Problem to solve: Give the data below again, word for word.

□ □ □ □ □ □ □

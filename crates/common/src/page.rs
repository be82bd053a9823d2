//! Browser page abstraction
//!
//! Primitive operations act once and never wait. A missing element is an
//! immediate `ElementNotFound`; retrying until a deadline is the caller's job.

use std::path::PathBuf;

use async_trait::async_trait;

use crate::error::E2eResult;

/// One browser tab pointed at the application
#[async_trait]
pub trait Page: Send {
    /// Navigate to a path relative to the application's base URL
    async fn goto(&mut self, path: &str) -> E2eResult<()>;

    /// Absolute URL currently shown
    async fn current_url(&mut self) -> E2eResult<String>;

    async fn title(&mut self) -> E2eResult<String>;

    /// Number of elements matching `selector`
    async fn count(&mut self, selector: &str) -> E2eResult<usize>;

    /// Whether the first element matching `selector` is rendered and visible
    async fn is_visible(&mut self, selector: &str) -> E2eResult<bool>;

    /// Whether some visible element contains `text`
    async fn text_visible(&mut self, text: &str) -> E2eResult<bool>;

    /// Click the first element matching `selector`
    async fn click(&mut self, selector: &str) -> E2eResult<()>;

    /// Click the innermost visible element containing `text`
    async fn click_text(&mut self, text: &str) -> E2eResult<()>;

    /// Replace the value of an input
    async fn fill(&mut self, selector: &str, value: &str) -> E2eResult<()>;

    async fn input_value(&mut self, selector: &str) -> E2eResult<String>;

    async fn text_content(&mut self, selector: &str) -> E2eResult<String>;

    async fn attribute(&mut self, selector: &str, name: &str) -> E2eResult<Option<String>>;

    /// Computed CSS property value
    async fn css_value(&mut self, selector: &str, property: &str) -> E2eResult<String>;

    /// Press a key on whatever element has focus
    async fn press(&mut self, key: &str) -> E2eResult<()>;

    /// `id` of the focused element, if any
    async fn focused_id(&mut self) -> E2eResult<Option<String>>;

    async fn go_back(&mut self) -> E2eResult<()>;

    async fn go_forward(&mut self) -> E2eResult<()>;

    async fn set_viewport(&mut self, width: u32, height: u32) -> E2eResult<()>;

    /// Fail every request whose URL ends with `url_suffix` at the network level
    async fn abort_requests(&mut self, method: &str, url_suffix: &str) -> E2eResult<()>;

    async fn screenshot(&mut self, name: &str) -> E2eResult<PathBuf>;

    async fn close(&mut self) -> E2eResult<()>;
}

/// Opens a fresh page for each scenario
#[async_trait]
pub trait PageFactory: Send + Sync {
    async fn open(&self) -> E2eResult<Box<dyn Page>>;
}
#[cfg(test)]
mod tests {
    use super::*;
    use test_case::test_case;

    #[test_case("chromium", Browser::Chromium)]
    #[test_case("Firefox", Browser::Firefox)]
    #[test_case("webkit", Browser::Webkit)]
    #[test_case(" chrome ", Browser::Chromium)]
    fn parses_browser_names(input: &str, expected: Browser) {
        assert_eq!(input.parse::<Browser>().unwrap(), expected);
    }

    #[test]
    fn unknown_browser_is_a_config_error() {
        assert!(matches!("lynx".parse::<Browser>(), Err(E2eError::Config(_))));
    }

    #[test]
    fn requests_flatten_their_arguments() {
        let req = DriverRequest {
            id: 7,
            op: "fill",
            args: json!({ "selector": "#email", "value": "a@b.c" }),
        };
        let line: Value = serde_json::from_str(&serde_json::to_string(&req).unwrap()).unwrap();
        assert_eq!(line, json!({ "id": 7, "op": "fill", "selector": "#email", "value": "a@b.c" }));
    }

    #[test]
    fn not_found_replies_map_to_element_not_found() {
        let resp: DriverResponse =
            serde_json::from_str(r##"{"id":1,"ok":false,"notFound":"#delete"}"##).unwrap();
        assert!(matches!(resp.into_result(), Err(E2eError::ElementNotFound(s)) if s == "#delete"));

        let resp: DriverResponse =
            serde_json::from_str(r#"{"id":2,"ok":false,"error":"Timeout 2000ms exceeded"}"#).unwrap();
        assert!(matches!(resp.into_result(), Err(E2eError::Playwright(_))));

        let resp: DriverResponse = serde_json::from_str(r#"{"id":3,"ok":true,"value":4}"#).unwrap();
        assert_eq!(resp.into_result().unwrap(), json!(4));
    }

    #[test]
    fn driver_script_handles_every_page_operation() {
        for op in [
            "goto:", "url:", "title:", "count:", "visible:", "textVisible:", "click:",
            "clickText:", "fill:", "inputValue:", "text:", "attribute:", "css:", "press:",
            "focusedId:", "back:", "forward:", "viewport:", "abort:", "screenshot:", "close:",
        ] {
            assert!(DRIVER_SCRIPT.contains(op), "driver lacks {}", op);
        }
    }
}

□ □ □ □ □ □ □

Written response:
filename crates/common/src/page.rs
repository be82bd053a9823d2
//! Browser page abstraction
//!
//! Primitive operations act once and never wait. A missing element is an
//! immediate `ElementNotFound`; retrying until a deadline is the caller's job.

use std::path::PathBuf;

use async_trait::async_trait;

use crate::error::E2eResult;

/// One browser tab pointed at the application
#[async_trait]
pub trait Page: Send {
    /// Navigate to a path relative to the application's base URL
    async fn goto(&mut self, path: &str) -> E2eResult<()>;

    /// Absolute URL currently shown
    async fn current_url(&mut self) -> E2eResult<String>;

    async fn title(&mut self) -> E2eResult<String>;

    /// Number of elements matching `selector`
    async fn count(&mut self, selector: &str) -> E2eResult<usize>;

    /// Whether the first element matching `selector` is rendered and visible
    async fn is_visible(&mut self, selector: &str) -> E2eResult<bool>;

    /// Whether some visible element contains `text`
    async fn text_visible(&mut self, text: &str) -> E2eResult<bool>;

    /// Click the first element matching `selector`
    async fn click(&mut self, selector: &str) -> E2eResult<()>;

    /// Click the innermost visible element containing `text`
    async fn click_text(&mut self, text: &str) -> E2eResult<()>;

    /// Replace the value of an input
    async fn fill(&mut self, selector: &str, value: &str) -> E2eResult<()>;

    async fn input_value(&mut self, selector: &str) -> E2eResult<String>;

    async fn text_content(&mut self, selector: &str) -> E2eResult<String>;

    async fn attribute(&mut self, selector: &str, name: &str) -> E2eResult<Option<String>>;

    /// Computed CSS property value
    async fn css_value(&mut self, selector: &str, property: &str) -> E2eResult<String>;

    /// Press a key on whatever element has focus
    async fn press(&mut self, key: &str) -> E2eResult<()>;

    /// `id` of the focused element, if any
    async fn focused_id(&mut self) -> E2eResult<Option<String>>;

    async fn go_back(&mut self) -> E2eResult<()>;

    async fn go_forward(&mut self) -> E2eResult<()>;

    async fn set_viewport(&mut self, width: u32, height: u32) -> E2eResult<()>;

    /// Fail every request whose URL ends with `url_suffix` at the network level
    async fn abort_requests(&mut self, method: &str, url_suffix: &str) -> E2eResult<()>;

    async fn screenshot(&mut self, name: &str) -> E2eResult<PathBuf>;

    async fn close(&mut self) -> E2eResult<()>;
}

/// Opens a fresh page for each scenario
#[async_trait]
pub trait PageFactory: Send + Sync {
    async fn open(&self) -> E2eResult<Box<dyn Page>>;
}
#[cfg(test)]
mod tests {
    use super::*;
    use test_case::test_case;

    #[test_case("chromium", Browser::Chromium)]
    #[test_case("Firefox", Browser::Firefox)]
    #[test_case("webkit", Browser::Webkit)]
    #[test_case(" chrome ", Browser::Chromium)]
    fn parses_browser_names(input: &str, expected: Browser) {
        assert_eq!(input.parse::<Browser>().unwrap(), expected);
    }

    #[test]
    fn unknown_browser_is_a_config_error() {
        assert!(matches!("lynx".parse::<Browser>(), Err(E2eError::Config(_))));
    }

    #[test]
    fn requests_flatten_their_arguments() {
        let req = DriverRequest {
            id: 7,
            op: "fill",
            args: json!({ "selector": "#email", "value": "a@b.c" }),
        };
        let line: Value = serde_json::from_str(&serde_json::to_string(&req).unwrap()).unwrap();
        assert_eq!(line, json!({ "id": 7, "op": "fill", "selector": "#email", "value": "a@b.c" }));
    }

    #[test]
    fn not_found_replies_map_to_element_not_found() {
        let resp: DriverResponse =
            serde_json::from_str(r##"{"id":1,"ok":false,"notFound":"#delete"}"##).unwrap();
        assert!(matches!(resp.into_result(), Err(E2eError::ElementNotFound(s)) if s == "#delete"));

        let resp: DriverResponse =
            serde_json::from_str(r#"{"id":2,"ok":false,"error":"Timeout 2000ms exceeded"}"#).unwrap();
        assert!(matches!(resp.into_result(), Err(E2eError::Playwright(_))));

        let resp: DriverResponse = serde_json::from_str(r#"{"id":3,"ok":true,"value":4}"#).unwrap();
        assert_eq!(resp.into_result().unwrap(), json!(4));
    }

    #[test]
    fn driver_script_handles_every_page_operation() {
        for op in [
            "goto:", "url:", "title:", "count:", "visible:", "textVisible:", "click:",
            "clickText:", "fill:", "inputValue:", "text:", "attribute:", "css:", "press:",
            "focusedId:", "back:", "forward:", "viewport:", "abort:", "screenshot:", "close:",
        ] {
            assert!(DRIVER_SCRIPT.contains(op), "driver lacks {}", op);
        }
    }
}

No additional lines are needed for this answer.